Objective: To evaluate the immunoactivity of human follicular fluids (FFs) of ovaries stimulated with exogenous gonadotropins. Participants: Follicular fluids and peripheral blood mononuclear cells (PBMCs) were obtained at the time of ovum pick-up from 15 women (25 to 34 years of age) undergoing gonadotropin stimulation for GIFT. Methods: The evaluation of the blastic response of PBMC to phytohemagglutinin (PHA), PHA plus recombinant interleukin (IL)-2, and recombinant IL-2 alone was performed by measuring 3H thymidine (3H-TdR) incorporation by the cells cultured in media with or without FF. The percentage of CD25 expression on PHA-stimulated T lymphocytes was evaluated by flow cytofluorometry.

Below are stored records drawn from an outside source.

use super::ident::IdentPassConfig;
use super::{RenderTarget, TargetFormats};

/// Offscreen color + depth attachments for the identification pass.
///
/// The color texture is `COPY_SRC` so hosts can read identities back; the
/// readback itself is up to them.
pub struct IdentTarget {
    color: wgpu::Texture,
    color_view: wgpu::TextureView,
    depth: wgpu::Texture,
    depth_view: wgpu::TextureView,

    formats: TargetFormats,
    width: u32,
    height: u32,
}

impl IdentTarget {
    /// Creates attachments of `width` x `height` pixels.
    ///
    /// Zero extents are clamped to 1; wgpu rejects zero-sized textures.
    pub fn new(device: &wgpu::Device, width: u32, height: u32, config: &IdentPassConfig) -> Self {
        let (width, height) = clamp_extent(width, height);
        let formats = config.formats();
        let (color, color_view) =
            create_attachment(device, "identpass ident color", formats.color, width, height);
        let (depth, depth_view) =
            create_attachment(device, "identpass ident depth", formats.depth, width, height);

        Self {
            color,
            color_view,
            depth,
            depth_view,
            formats,
            width,
            height,
        }
    }

    /// Recreates the attachments if the size changed. Returns whether it did.
    pub fn resize(&mut self, device: &wgpu::Device, width: u32, height: u32) -> bool {
        let (width, height) = clamp_extent(width, height);
        if (width, height) == (self.width, self.height) {
            return false;
        }

        (self.color, self.color_view) =
            create_attachment(device, "identpass ident color", self.formats.color, width, height);
        (self.depth, self.depth_view) =
            create_attachment(device, "identpass ident depth", self.formats.depth, width, height);
        self.width = width;
        self.height = height;

        log::debug!("IdentTarget: resized to {width}x{height}");
        true
    }

    /// Size in pixels.
    #[inline]
    pub fn size(&self) -> (u32, u32) {
        (self.width, self.height)
    }

    #[inline]
    pub fn formats(&self) -> TargetFormats {
        self.formats
    }

    #[inline]
    pub fn color_texture(&self) -> &wgpu::Texture {
        &self.color
    }

    #[inline]
    pub fn depth_texture(&self) -> &wgpu::Texture {
        &self.depth
    }

    /// Borrows the attachments for one recording into `encoder`.
    #[inline]
    pub fn render_target<'a>(&'a self, encoder: &'a mut wgpu::CommandEncoder) -> RenderTarget<'a> {
        RenderTarget::new(encoder, &self.color_view, &self.depth_view, self.formats)
    }
}

fn create_attachment(
    device: &wgpu::Device,
    label: &str,
    format: wgpu::TextureFormat,
    width: u32,
    height: u32,
) -> (wgpu::Texture, wgpu::TextureView) {
    let texture = device.create_texture(&wgpu::TextureDescriptor {
        label: Some(label),
        size: wgpu::Extent3d {
            width,
            height,
            depth_or_array_layers: 1,
        },
        mip_level_count: 1,
        sample_count: 1,
        dimension: wgpu::TextureDimension::D2,
        format,
        usage: wgpu::TextureUsages::RENDER_ATTACHMENT | wgpu::TextureUsages::COPY_SRC,
        view_formats: &[],
    });
    let view = texture.create_view(&wgpu::TextureViewDescriptor::default());
    (texture, view)
}

fn clamp_extent(width: u32, height: u32) -> (u32, u32) {
    (width.max(1), height.max(1))
}

#[cfg(test)]
mod tests {
    use super::*;

    #[test]
    fn zero_extent_clamps_to_one() {
        assert_eq!(clamp_extent(0, 0), (1, 1));
        assert_eq!(clamp_extent(0, 480), (1, 480));
        assert_eq!(clamp_extent(640, 480), (640, 480));
    }
}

The levels of IL-1α and IL-2 in supernatants from PHA-stimulated PBMC were evaluated by an ELISA. Results: The PBMC blastic response to PHA, to recombinant IL-2 alone, and to PHA plus recombinant IL-2 was suppressed by the addition of FF. However, the percentage of inhibition of 3H-TdR incorporation induced by FF in cultures performed in the presence of PHA alone was significantly higher than that obtained in cultures performed in the presence of PHA plus recombinant IL-2. The percentage of expression of the CD25 on PHA-stimulated lymphocytes was also significantly lower in presence of FF in comparison with the controls. Similarly, the production of IL-1α and IL-2 in culture media of PHA- stimulated PBMC was significantly lower when FF was added in culture medium. Conclusions: The present data confirm that preovulatory FFs obtained by gonadotropin-stimulated ovaries contain unknown factors that induce immunosuppression. Furthermore, our study explains that the immunosuppressive activity of FF is mediated by the specific inhibition of the production of IL-1α and IL-2 and by the decreased expression of the CD25.